The Fort was built to exude power. Shah Jahan, the 17th-century Mughal emperor, commissioned its construction in 1639 when he decided to shift the empire’s capital from Agra to Delhi. Work was complete by 1648 — its tall, red sandstone walls protecting the 255-acre complex within.
Between Shah Jahan’s demise and the coronation of Bahadur Shah Zafar II in 1837, the Red Fort had seen many attempts at invasion and plunder — by Afghans and Marathas in 1757, and the Sikhs in 1783 — chipping away at its exterior.
But it was the famous revolt of 1857 — known as the War of Independence against the British — that cemented the Red Fort’s image as a symbol of authority. In May 1857, several cities in North India began to rebel against the British, who quickly quashed every emerging agitation.
It was only on 19 September 1857, when the British captured the Red Fort, that the revolt was put to rest.
Navina Jafa, historian, cultural activist and performing artist, told ThePrint: “Even as the Mughals’ rule was waning, the British were always in awe of their majesty, which they could not attain. There was always a sense of nostalgia and competition when it came to the imminence and grandeur that the Mughals represented. The Red Fort was a reminder of that, too.”
Once captured, the British destroyed two-thirds of the Fort’s inner structures, replacing harem courts and kitchens with British barracks for their soldiers.
But writer Giles Tillotson argued in his book Delhi Darshan that the Red Fort’s iconic status isn’t entirely the making of the Mughals, and that its colonisation by the British also had a role to play.

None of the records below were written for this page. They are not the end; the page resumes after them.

//! Additive white Gaussian noise (AWGN) channel for complex symbols

use num_complex::Complex64;
use rand::Rng;
use rand_distr::StandardNormal;

use crate::Error;

/// AWGN channel with a fixed signal-to-noise ratio
///
/// The noise power is set relative to the average power of each signal passed through the
/// channel, so that the ratio of the two equals the configured SNR.
#[derive(Clone, PartialEq, Debug, Copy)]
pub struct AwgnChannel {
    /// Signal-to-noise ratio (dB)
    snr_db: f64,
}

impl AwgnChannel {
    /// Returns AWGN channel with given signal-to-noise ratio (dB).
    #[must_use]
    pub fn new(snr_db: f64) -> Self {
        Self { snr_db }
    }

    /// Returns signal-to-noise ratio (dB).
    #[must_use]
    pub fn snr_db(&self) -> f64 {
        self.snr_db
    }

    /// Returns noisy copy of given signal.
    ///
    /// # Parameters
    ///
    /// - `signal`: Symbols to be sent over the channel.
    ///
    /// - `rng`: Random number generator to be used.
    ///
    /// # Returns
    ///
    /// - `noisy_signal`: Symbols at the channel output. If `P` is the average power of `signal`,
    ///   then the real and imaginary parts of each symbol are perturbed by independent zero-mean
    ///   Gaussian noise of variance `0.5 * P / 10f64.powf(0.1 * snr_db)`.
    ///
    /// # Errors
    ///
    /// Returns an error if `signal` is empty.
    ///
    /// # Examples
    ///
    /// ```
    /// use num_complex::Complex64;
    /// use pucch_f2::AwgnChannel;
    ///
    /// let channel = AwgnChannel::new(10.0);
    /// let signal = vec![Complex64::new(1.0, 0.0); 100];
    /// let noisy_signal = channel.apply(&signal, &mut rand::rng())?;
    /// assert_eq!(noisy_signal.len(), signal.len());
    /// # Ok::<(), Box<dyn std::error::Error>>(())
    /// ```
    pub fn apply<R: Rng + ?Sized>(
        &self,
        signal: &[Complex64],
        rng: &mut R,
    ) -> Result<Vec<Complex64>, Error> {
        if signal.is_empty() {
            return Err(Error::InvalidInput(
                "Signal sent over AWGN channel cannot be empty".to_string(),
            ));
        }
        let sigma = self.noise_std_dev(average_power(signal));
        Ok(signal
            .iter()
            .map(|&s| {
                let re_noise: f64 = rng.sample(StandardNormal);
                let im_noise: f64 = rng.sample(StandardNormal);
                s + sigma * Complex64::new(re_noise, im_noise)
            })
            .collect())
    }

    /// Returns per-axis noise standard deviation for given average signal power.
    fn noise_std_dev(&self, signal_power: f64) -> f64 {
        let noise_power = signal_power / 10f64.powf(0.1 * self.snr_db);
        (0.5 * noise_power).sqrt()
    }
}

/// Returns average power of given nonempty signal.
#[allow(clippy::cast_precision_loss)]
fn average_power(signal: &[Complex64]) -> f64 {
    signal.iter().map(Complex64::norm_sqr).sum::<f64>() / signal.len() as f64
}

#[cfg(test)]
mod tests_of_awgn_channel {
    use float_eq::assert_float_eq;
    use rand::{rngs::StdRng, SeedableRng};

    use super::*;

    fn noise(signal: &[Complex64], noisy_signal: &[Complex64]) -> Vec<Complex64> {
        noisy_signal.iter().zip(signal).map(|(y, x)| y - x).collect()
    }

    #[test]
    fn test_apply_invalid_input() {
        let mut rng = StdRng::seed_from_u64(1);
        assert!(AwgnChannel::new(10.0).apply(&[], &mut rng).is_err());
    }

    #[test]
    fn test_apply_output_length() {
        let mut rng = StdRng::seed_from_u64(2);
        let signal = vec![Complex64::new(0.5, -0.5); 50];
        let noisy_signal = AwgnChannel::new(10.0).apply(&signal, &mut rng).unwrap();
        assert_eq!(noisy_signal.len(), signal.len());
    }

    #[test]
    #[allow(clippy::cast_precision_loss)]
    fn test_apply_noise_power() {
        let mut rng = StdRng::seed_from_u64(3);
        let signal = vec![Complex64::new(1.0, 0.0); 10000];
        let noisy_signal = AwgnChannel::new(0.0).apply(&signal, &mut rng).unwrap();
        let noise_power = noise(&signal, &noisy_signal)
            .iter()
            .map(Complex64::norm_sqr)
            .sum::<f64>()
            / signal.len() as f64;
        assert!(noise_power > 0.9 && noise_power < 1.1);
    }

    #[test]
    fn test_apply_high_snr() {
        let mut rng = StdRng::seed_from_u64(4);
        let signal = vec![Complex64::new(1.0, 1.0); 100];
        let noisy_signal = AwgnChannel::new(30.0).apply(&signal, &mut rng).unwrap();
        let max_deviation = noise(&signal, &noisy_signal)
            .iter()
            .map(|n| n.re.abs() + n.im.abs())
            .fold(0.0, f64::max);
        assert!(max_deviation < 0.2);
    }

    #[test]
    #[allow(clippy::cast_precision_loss)]
    fn test_apply_low_snr() {
        let mut rng = StdRng::seed_from_u64(5);
        let signal = vec![Complex64::new(1.0, 0.0); 1000];
        let noisy_signal = AwgnChannel::new(-5.0).apply(&signal, &mut rng).unwrap();
        let avg_abs_noise = noise(&signal, &noisy_signal)
            .iter()
            .map(|n| n.re.abs() + n.im.abs())
            .sum::<f64>()
            / (2 * signal.len()) as f64;
        assert!(avg_abs_noise > 0.5);
    }

    #[test]
    fn test_apply_does_not_mutate_input() {
        let mut rng = StdRng::seed_from_u64(6);
        let signal = vec![Complex64::new(0.3, 0.4); 8];
        let copy = signal.clone();
        let _ = AwgnChannel::new(0.0).apply(&signal, &mut rng).unwrap();
        assert_eq!(signal, copy);
    }

    #[test]
    fn test_apply_reproducible_with_seed() {
        let signal = vec![Complex64::new(1.0, -1.0); 20];
        let channel = AwgnChannel::new(3.0);
        let first = channel
            .apply(&signal, &mut StdRng::seed_from_u64(7))
            .unwrap();
        let second = channel
            .apply(&signal, &mut StdRng::seed_from_u64(7))
            .unwrap();
        assert_eq!(first, second);
    }

    #[test]
    fn test_noise_std_dev() {
        let channel = AwgnChannel::new(10.0);
        assert_float_eq!(channel.noise_std_dev(2.0), 0.1f64.sqrt(), abs <= 1e-12);
        assert_float_eq!(channel.snr_db(), 10.0, abs <= 1e-12);
        assert_float_eq!(AwgnChannel::new(0.0).noise_std_dev(0.0), 0.0, abs <= 1e-12);
    }

    #[test]
    fn test_average_power() {
        let signal = [Complex64::new(1.0, 0.0), Complex64::new(1.0, 1.0)];
        assert_float_eq!(average_power(&signal), 1.5, abs <= 1e-12);
    }
}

“The Mughals alone could not make the Red Fort stand for all of India. They got help of a kind — clumsy or at best unintentional — from the British,” Tillotson wrote, adding, “the vandalism carried out in 1857 after the suppression of the rebellion made it — if not at the time then later, as those actions were viewed retrospectively — into a site of national resistance.”
Red Fort through the ages
Apart from the occupation of the Fort, historians say the trial of the three Indian National Army (INA) soldiers at the Red Fort in 1945 — Shah Nawaz Khan, Prem Kumar Sahgal and Gurbaksh Singh Dhillon, who had been captured after waging war against the British — put the spotlight back on the Mughal structure.
On 16 August 1947, as part of India’s Independence Day celebrations, Prime Minister Jawaharlal Nehru unfurled the Indian flag at the Red Fort and told the thousands that had gathered there, “We have gathered here on a historic occasion at this ancient fort to win back what was ours. This flag does not symbolise the triumph of individuals or the Congress but the triumph of the whole country.”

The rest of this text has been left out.